Timothy J Horjus: Subverted Sublime

Timothy J Horjus: Subverted Sublime, a solo exhibition of paintings will be presented in Goucher College’s Rosenberg Gallery in the Kraushaar Auditorium from January 17 through February 26, 2018. 

Horjus creates artwork that functions aesthetically within the framework of high formalism and the stylistic tendencies of post-painterly abstraction. His paintings are pretty and handsome, and visually cling to the antiquated ideals of modernism, however, through a conceptual base and contemporary references, they also function within the current cultural discussion of information transmission.

These works evoke a sense of illusory social space by utilizing the language of modernism in conjunction with traditional references to discuss our reliance on digitally produced and transmitted information. Through this lens of modernisms’ embrace of painting and its process, he attempts to subvert, yet at the same time embrace the antiquated ideals of a historical painting. Unlike the exclusion of space in modernist painting, he seeks to acknowledge and deny the historical precedent for illusory space as representation of the real. Within this contradiction he attempts to evoke the space of the contemporary condition; which is one of awkwardness. We find ourselves increasingly pushing away ‘real’ experiences in-lieu of digital ones, all the while continuing to yearn for more human interactions. This situation is displayed through the antagonistic use of digitized information over the top of the contemporized reference to a historic sublime. The ‘networks’ that are placed over the pictorial space, function as a stoppage, yet flirtatiously interact with the space of the painting in a way that is simultaneously confusing and awkward.

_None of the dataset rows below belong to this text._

//! Domain records for the OAuth install store.
//!
//! Both record kinds follow the shapes Slack's install flow reads and
//! writes: an [`Installation`] per authorized workspace/installer pair and a
//! short-lived [`OAuthState`] nonce correlating a redirect back to the
//! request that started it.

use chrono::{DateTime, Duration, Utc};
use serde::{Deserialize, Serialize};

use crate::errors::DomainError;

#[derive(Clone, Debug, PartialEq, Eq, Hash, Serialize, Deserialize)]
pub struct TeamId(pub String);

#[derive(Clone, Debug, PartialEq, Eq, Hash, Serialize, Deserialize)]
pub struct UserId(pub String);

impl std::fmt::Display for TeamId {
    fn fmt(&self, f: &mut std::fmt::Formatter<'_>) -> std::fmt::Result {
        write!(f, "{}", self.0)
    }
}

impl std::fmt::Display for UserId {
    fn fmt(&self, f: &mut std::fmt::Formatter<'_>) -> std::fmt::Result {
        write!(f, "{}", self.0)
    }
}

/// Persisted credentials and scopes for a workspace that authorized the app.
///
/// A reinstall by the same installer supersedes the previous record; other
/// installers' grants in the same workspace are unaffected.
#[derive(Clone, Debug, PartialEq, Eq, Serialize, Deserialize)]
pub struct Installation {
    pub team_id: TeamId,
    pub team_name: Option<String>,
    pub enterprise_id: Option<String>,
    pub bot_token: String,
    pub bot_user_id: Option<String>,
    pub bot_scopes: String,
    pub installer_user_id: UserId,
    pub user_token: Option<String>,
    pub user_scopes: Option<String>,
    pub installed_at: DateTime<Utc>,
}

impl Installation {
    pub fn validate(&self) -> Result<(), DomainError> {
        if self.team_id.0.trim().is_empty() {
            return Err(DomainError::InvariantViolation(
                "installation team_id must not be empty".to_string(),
            ));
        }
        if self.installer_user_id.0.trim().is_empty() {
            return Err(DomainError::InvariantViolation(
                "installation installer_user_id must not be empty".to_string(),
            ));
        }
        if self.bot_token.trim().is_empty() {
            return Err(DomainError::InvariantViolation(
                "installation bot_token must not be empty".to_string(),
            ));
        }
        if self.user_token.is_some()
            && self.user_scopes.as_deref().map(str::trim).unwrap_or_default().is_empty()
        {
            return Err(DomainError::InvariantViolation(
                "a delegated user token requires non-empty user scopes".to_string(),
            ));
        }
        Ok(())
    }

    pub fn has_user_token(&self) -> bool {
        self.user_token.as_deref().map(str::trim).is_some_and(|token| !token.is_empty())
    }
}

pub const OAUTH_STATE_TTL_MINUTES: i64 = 10;

/// Single-use nonce correlating an OAuth redirect to the request that
/// initiated it.
#[derive(Clone, Debug, PartialEq, Eq, Serialize, Deserialize)]
pub struct OAuthState {
    pub state: String,
    pub issued_at: DateTime<Utc>,
    pub expires_at: DateTime<Utc>,
}

impl OAuthState {
    pub fn issue(state: String, now: DateTime<Utc>) -> Self {
        Self { state, issued_at: now, expires_at: now + Duration::minutes(OAUTH_STATE_TTL_MINUTES) }
    }

    pub fn is_expired(&self, now: DateTime<Utc>) -> bool {
        self.expires_at <= now
    }
}

#[cfg(test)]
mod tests {
    use chrono::{Duration, Utc};

    use super::{Installation, OAuthState, TeamId, UserId};

    fn installation_fixture() -> Installation {
        Installation {
            team_id: TeamId("T0001".to_string()),
            team_name: Some("Acme".to_string()),
            enterprise_id: None,
            bot_token: "xoxb-test".to_string(),
            bot_user_id: Some("U0BOT".to_string()),
            bot_scopes: "commands".to_string(),
            installer_user_id: UserId("U0001".to_string()),
            user_token: Some("xoxp-test".to_string()),
            user_scopes: Some("chat:write".to_string()),
            installed_at: Utc::now(),
        }
    }

    #[test]
    fn valid_installation_passes_validation() {
        assert!(installation_fixture().validate().is_ok());
    }

    #[test]
    fn user_token_without_scopes_is_rejected() {
        let mut installation = installation_fixture();
        installation.user_scopes = None;
        assert!(installation.validate().is_err());
    }

    #[test]
    fn blank_user_token_does_not_count_as_delegated() {
        let mut installation = installation_fixture();
        installation.user_token = Some("   ".to_string());
        assert!(!installation.has_user_token());
    }

    #[test]
    fn state_expires_after_ttl() {
        let now = Utc::now();
        let state = OAuthState::issue("nonce".to_string(), now);

        assert!(!state.is_expired(now));
        assert!(!state.is_expired(now + Duration::minutes(9)));
        assert!(state.is_expired(now + Duration::minutes(10)));
    }
}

The digitized layers act as networks; they are the experience of being human in a digital world, our function as the cells/nodes/screens for the interplay of constant information. The balance between maintaining our humanness, and succumbing to the random deluge of text messages, pop up ads, email, youtube, and spam, the necessity of interconnectedness. The titles of Horjus’ works are the anonymous subject lines of spam emails, highlighting what he feels is the universal concept behind his work; in other words, the incessant bombardment of useless information. The ubiquity of these subject lines has started to create a new language, one that is global in its reach and recognizable by its abbreviations, misspelled words, and inferences. This new vernacular is the contemporizing of language as the classical seeks to deal with the changes necessitated by technology and is recognizable through its awkward use of seemingly recognizable elements in a new way.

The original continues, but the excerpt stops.